* _TASK STATEMENT_
Among the entries that follow, how many lines contain the word "RangeSpec"? Give the number alone.

Stored records
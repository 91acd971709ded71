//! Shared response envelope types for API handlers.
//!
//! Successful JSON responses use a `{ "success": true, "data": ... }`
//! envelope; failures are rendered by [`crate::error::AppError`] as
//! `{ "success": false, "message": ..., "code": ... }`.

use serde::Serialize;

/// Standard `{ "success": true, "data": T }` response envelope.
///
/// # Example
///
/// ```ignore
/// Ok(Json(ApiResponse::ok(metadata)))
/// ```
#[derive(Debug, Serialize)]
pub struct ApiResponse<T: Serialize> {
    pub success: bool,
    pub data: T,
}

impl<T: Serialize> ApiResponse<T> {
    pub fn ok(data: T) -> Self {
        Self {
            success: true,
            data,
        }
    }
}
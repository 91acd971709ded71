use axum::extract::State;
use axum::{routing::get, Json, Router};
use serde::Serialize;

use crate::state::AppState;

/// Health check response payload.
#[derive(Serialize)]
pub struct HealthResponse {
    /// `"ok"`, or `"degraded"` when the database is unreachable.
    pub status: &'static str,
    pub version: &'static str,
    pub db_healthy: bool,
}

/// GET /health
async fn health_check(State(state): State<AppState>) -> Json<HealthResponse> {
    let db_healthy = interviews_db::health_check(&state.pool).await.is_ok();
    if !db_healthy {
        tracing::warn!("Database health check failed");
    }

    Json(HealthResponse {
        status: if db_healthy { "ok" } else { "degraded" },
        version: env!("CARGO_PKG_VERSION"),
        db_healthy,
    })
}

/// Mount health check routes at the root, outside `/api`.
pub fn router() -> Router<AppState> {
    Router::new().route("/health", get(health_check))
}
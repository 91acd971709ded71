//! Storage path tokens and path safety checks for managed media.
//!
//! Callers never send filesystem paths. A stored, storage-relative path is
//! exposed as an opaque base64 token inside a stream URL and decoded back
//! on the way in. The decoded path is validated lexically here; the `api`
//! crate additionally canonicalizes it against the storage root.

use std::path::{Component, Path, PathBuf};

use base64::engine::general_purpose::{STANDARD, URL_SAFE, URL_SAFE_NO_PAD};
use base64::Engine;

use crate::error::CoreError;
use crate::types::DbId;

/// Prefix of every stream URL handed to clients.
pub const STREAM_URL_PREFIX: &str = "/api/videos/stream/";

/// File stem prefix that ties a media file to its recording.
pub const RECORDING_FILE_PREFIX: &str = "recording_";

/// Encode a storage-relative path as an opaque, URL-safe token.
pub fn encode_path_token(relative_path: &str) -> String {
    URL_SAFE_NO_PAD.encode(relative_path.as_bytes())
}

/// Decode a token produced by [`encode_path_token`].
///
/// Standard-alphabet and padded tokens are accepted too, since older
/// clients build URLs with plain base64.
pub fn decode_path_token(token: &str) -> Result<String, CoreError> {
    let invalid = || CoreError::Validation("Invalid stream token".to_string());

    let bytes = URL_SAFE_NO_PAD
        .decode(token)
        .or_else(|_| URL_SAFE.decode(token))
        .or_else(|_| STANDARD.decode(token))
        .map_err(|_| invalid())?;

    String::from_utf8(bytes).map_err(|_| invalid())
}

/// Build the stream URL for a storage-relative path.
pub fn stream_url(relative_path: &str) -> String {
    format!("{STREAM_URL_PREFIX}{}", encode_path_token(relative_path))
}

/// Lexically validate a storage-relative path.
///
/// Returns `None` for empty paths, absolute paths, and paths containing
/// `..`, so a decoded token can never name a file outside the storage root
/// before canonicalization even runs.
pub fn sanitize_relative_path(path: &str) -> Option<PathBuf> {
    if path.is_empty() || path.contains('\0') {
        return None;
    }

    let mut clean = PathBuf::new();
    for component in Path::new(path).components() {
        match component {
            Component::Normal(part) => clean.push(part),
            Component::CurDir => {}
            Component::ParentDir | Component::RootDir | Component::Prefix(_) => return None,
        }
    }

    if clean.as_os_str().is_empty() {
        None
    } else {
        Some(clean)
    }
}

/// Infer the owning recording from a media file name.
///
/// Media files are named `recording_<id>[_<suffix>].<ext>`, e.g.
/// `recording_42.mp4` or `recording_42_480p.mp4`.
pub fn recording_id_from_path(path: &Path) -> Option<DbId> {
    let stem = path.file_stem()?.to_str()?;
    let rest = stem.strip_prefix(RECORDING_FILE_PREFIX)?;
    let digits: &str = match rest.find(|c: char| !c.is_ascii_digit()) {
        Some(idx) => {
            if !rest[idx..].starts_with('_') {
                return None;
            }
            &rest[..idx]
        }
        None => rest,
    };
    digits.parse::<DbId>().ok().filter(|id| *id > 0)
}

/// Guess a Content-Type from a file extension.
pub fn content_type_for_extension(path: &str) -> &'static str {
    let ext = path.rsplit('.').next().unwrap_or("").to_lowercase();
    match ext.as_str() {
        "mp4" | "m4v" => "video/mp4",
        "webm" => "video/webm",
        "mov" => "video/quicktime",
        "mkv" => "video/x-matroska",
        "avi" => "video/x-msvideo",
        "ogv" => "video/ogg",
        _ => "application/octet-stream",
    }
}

---

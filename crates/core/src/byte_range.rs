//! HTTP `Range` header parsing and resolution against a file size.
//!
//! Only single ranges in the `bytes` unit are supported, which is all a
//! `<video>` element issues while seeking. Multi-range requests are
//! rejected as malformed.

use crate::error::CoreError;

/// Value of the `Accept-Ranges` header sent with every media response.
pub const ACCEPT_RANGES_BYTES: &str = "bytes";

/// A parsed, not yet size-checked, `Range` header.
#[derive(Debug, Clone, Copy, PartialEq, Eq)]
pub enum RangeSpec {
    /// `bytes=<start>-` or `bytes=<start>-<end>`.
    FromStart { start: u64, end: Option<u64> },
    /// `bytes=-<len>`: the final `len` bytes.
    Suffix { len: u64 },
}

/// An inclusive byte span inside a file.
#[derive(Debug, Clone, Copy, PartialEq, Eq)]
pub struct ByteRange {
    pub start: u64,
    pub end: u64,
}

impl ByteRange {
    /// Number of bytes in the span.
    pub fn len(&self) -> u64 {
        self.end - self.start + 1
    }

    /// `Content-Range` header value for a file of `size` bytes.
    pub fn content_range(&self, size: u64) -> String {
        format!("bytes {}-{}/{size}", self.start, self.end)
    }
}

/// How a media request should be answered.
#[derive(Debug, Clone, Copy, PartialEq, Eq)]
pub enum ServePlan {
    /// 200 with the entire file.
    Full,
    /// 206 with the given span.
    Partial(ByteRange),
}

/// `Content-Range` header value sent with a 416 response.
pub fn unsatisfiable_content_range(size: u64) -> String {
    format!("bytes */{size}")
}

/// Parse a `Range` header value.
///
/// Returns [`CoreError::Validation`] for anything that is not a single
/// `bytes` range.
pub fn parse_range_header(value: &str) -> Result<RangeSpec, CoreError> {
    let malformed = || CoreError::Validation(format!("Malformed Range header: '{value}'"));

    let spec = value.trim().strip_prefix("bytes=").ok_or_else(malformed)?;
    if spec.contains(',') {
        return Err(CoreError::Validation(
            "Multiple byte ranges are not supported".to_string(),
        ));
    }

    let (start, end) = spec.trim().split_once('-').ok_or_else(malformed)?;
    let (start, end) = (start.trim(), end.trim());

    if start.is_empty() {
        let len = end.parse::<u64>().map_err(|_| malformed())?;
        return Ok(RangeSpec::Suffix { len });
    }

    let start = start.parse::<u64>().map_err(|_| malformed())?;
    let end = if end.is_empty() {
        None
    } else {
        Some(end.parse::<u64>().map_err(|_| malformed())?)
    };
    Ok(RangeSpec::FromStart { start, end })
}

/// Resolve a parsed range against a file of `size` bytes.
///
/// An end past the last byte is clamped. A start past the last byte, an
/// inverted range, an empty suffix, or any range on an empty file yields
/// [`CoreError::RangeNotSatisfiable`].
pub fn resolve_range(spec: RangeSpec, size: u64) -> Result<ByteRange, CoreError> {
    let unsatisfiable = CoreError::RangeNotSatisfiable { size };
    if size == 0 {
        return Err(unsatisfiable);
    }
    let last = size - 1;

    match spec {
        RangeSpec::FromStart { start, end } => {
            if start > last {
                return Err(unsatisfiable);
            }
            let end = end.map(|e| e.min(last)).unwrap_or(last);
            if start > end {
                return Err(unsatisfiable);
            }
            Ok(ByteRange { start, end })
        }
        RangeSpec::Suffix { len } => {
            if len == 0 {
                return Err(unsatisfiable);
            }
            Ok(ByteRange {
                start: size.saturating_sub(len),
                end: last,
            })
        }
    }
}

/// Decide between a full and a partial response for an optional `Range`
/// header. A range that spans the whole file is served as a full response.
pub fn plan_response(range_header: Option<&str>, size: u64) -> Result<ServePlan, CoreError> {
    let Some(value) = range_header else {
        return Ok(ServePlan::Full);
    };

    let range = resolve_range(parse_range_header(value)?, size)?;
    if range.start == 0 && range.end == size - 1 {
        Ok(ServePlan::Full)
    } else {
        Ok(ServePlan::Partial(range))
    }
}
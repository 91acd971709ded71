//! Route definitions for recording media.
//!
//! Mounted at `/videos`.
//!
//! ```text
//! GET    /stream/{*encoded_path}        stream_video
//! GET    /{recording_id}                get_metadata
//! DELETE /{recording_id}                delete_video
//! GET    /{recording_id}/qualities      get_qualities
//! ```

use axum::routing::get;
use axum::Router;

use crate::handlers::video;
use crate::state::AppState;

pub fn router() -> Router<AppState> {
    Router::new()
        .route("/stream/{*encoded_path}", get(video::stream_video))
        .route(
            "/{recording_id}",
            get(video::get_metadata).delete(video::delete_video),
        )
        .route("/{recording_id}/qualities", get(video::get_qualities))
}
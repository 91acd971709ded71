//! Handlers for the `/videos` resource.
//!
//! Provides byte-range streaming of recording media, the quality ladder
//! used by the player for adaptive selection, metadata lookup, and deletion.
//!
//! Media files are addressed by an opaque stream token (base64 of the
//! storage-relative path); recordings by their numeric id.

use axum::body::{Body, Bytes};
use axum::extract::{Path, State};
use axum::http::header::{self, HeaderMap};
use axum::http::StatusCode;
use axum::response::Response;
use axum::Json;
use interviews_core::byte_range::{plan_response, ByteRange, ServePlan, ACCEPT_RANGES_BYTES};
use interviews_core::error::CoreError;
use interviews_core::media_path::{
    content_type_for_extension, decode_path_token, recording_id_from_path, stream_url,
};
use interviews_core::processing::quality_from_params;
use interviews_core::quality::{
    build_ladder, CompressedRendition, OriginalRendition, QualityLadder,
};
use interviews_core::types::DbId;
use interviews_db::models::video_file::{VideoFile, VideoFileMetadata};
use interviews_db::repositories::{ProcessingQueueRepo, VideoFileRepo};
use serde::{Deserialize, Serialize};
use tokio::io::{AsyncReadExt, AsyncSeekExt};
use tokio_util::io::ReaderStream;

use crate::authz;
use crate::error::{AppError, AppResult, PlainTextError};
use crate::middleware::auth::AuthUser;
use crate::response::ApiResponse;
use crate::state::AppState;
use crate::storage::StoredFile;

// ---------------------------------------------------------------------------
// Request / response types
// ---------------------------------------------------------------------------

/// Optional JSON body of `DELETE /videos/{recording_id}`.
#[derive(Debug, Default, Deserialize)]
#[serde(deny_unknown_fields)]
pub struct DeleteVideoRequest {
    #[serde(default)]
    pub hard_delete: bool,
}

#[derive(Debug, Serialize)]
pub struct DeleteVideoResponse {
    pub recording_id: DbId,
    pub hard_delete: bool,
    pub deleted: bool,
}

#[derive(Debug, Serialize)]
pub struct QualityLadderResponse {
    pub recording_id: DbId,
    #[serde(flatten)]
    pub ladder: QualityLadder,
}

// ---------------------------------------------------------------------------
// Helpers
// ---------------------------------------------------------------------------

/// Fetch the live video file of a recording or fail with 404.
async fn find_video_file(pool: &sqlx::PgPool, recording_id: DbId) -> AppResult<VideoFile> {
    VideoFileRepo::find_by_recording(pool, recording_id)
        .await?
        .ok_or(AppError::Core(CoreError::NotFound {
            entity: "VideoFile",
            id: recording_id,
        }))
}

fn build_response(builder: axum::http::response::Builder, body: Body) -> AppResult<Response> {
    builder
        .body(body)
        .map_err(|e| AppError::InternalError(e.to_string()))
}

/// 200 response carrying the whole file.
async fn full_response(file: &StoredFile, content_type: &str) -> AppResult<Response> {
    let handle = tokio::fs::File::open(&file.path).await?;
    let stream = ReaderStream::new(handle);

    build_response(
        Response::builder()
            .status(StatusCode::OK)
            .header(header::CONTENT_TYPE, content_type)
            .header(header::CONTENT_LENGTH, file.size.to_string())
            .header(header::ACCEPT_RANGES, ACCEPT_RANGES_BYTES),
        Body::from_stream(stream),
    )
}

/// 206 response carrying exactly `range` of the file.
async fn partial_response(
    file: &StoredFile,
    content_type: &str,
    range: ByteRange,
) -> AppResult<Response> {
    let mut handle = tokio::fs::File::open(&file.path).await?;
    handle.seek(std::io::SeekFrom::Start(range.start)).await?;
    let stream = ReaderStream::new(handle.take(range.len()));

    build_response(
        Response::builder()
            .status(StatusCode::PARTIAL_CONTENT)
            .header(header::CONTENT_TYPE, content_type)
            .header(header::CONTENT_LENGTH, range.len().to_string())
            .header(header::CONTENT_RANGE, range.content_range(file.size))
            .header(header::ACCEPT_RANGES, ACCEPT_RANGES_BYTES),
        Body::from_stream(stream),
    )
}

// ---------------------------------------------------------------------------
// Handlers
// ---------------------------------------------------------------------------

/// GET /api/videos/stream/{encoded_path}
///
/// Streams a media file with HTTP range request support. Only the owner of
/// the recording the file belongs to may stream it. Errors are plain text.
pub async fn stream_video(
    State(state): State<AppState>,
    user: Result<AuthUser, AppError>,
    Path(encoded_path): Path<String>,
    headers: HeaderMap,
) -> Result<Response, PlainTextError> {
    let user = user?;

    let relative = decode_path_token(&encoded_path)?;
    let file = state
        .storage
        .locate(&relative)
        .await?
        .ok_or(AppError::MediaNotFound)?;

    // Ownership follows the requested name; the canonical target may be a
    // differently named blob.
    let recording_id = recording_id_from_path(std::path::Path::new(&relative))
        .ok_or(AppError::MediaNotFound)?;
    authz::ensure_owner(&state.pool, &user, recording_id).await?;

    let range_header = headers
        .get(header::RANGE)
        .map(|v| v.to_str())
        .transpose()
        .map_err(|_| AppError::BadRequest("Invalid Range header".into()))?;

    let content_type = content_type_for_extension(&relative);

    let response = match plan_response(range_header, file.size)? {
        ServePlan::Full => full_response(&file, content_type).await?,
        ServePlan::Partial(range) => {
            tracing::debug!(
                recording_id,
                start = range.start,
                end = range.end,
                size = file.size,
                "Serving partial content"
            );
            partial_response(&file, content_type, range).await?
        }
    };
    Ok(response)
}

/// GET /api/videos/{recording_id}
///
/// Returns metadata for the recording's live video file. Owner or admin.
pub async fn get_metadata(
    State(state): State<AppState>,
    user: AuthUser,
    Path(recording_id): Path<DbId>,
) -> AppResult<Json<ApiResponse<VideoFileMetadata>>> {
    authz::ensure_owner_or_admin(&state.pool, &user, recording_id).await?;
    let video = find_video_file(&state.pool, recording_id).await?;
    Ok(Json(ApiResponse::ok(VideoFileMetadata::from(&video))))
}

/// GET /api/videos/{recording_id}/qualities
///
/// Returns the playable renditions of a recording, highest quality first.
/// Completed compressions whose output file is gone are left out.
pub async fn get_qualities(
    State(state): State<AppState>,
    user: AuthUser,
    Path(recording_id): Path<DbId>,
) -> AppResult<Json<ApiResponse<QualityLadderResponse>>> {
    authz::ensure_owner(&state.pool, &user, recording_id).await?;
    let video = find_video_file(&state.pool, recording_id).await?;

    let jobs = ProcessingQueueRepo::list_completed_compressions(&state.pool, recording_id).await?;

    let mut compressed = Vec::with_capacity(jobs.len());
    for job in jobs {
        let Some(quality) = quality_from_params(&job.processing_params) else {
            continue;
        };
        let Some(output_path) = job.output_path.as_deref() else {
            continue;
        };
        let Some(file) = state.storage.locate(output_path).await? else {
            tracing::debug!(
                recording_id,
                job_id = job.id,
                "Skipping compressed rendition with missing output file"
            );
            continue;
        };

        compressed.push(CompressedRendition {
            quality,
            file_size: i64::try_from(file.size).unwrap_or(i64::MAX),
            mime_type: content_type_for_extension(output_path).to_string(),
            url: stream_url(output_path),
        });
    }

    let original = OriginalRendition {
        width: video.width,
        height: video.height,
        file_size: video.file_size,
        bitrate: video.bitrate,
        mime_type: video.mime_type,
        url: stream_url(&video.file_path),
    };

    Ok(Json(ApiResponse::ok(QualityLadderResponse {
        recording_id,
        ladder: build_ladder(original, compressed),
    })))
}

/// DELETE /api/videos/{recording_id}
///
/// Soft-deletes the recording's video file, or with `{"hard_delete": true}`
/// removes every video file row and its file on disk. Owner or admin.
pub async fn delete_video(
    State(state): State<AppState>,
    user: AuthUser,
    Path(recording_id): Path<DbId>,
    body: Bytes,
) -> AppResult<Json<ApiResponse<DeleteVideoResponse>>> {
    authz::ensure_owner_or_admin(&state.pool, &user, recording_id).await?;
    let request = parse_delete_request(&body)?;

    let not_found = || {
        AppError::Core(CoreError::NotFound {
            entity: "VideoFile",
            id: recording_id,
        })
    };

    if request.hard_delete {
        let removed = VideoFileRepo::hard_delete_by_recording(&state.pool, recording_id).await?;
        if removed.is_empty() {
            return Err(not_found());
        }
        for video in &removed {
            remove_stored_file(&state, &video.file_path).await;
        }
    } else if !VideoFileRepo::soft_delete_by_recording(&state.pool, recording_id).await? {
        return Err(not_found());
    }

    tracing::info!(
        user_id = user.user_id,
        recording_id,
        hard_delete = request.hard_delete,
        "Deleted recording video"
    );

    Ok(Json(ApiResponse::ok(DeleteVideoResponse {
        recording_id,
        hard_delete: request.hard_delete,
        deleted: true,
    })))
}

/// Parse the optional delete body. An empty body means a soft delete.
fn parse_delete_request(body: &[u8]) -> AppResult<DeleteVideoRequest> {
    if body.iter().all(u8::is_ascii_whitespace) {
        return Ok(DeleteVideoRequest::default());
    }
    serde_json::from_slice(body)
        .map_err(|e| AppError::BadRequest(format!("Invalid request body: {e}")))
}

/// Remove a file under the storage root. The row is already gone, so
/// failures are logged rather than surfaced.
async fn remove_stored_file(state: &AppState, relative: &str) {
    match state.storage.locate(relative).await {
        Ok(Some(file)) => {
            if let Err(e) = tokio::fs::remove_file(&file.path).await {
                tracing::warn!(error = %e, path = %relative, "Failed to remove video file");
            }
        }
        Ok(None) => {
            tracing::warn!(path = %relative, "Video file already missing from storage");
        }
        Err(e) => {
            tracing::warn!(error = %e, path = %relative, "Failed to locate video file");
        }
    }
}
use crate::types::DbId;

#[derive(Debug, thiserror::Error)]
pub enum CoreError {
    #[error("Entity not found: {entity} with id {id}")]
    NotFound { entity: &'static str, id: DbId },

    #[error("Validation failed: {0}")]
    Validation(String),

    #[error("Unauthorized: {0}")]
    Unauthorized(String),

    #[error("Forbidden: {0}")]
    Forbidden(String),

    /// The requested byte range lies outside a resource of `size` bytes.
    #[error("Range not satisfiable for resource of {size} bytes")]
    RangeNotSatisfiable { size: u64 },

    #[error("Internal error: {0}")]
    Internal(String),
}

* _RESPONSE BOX_
7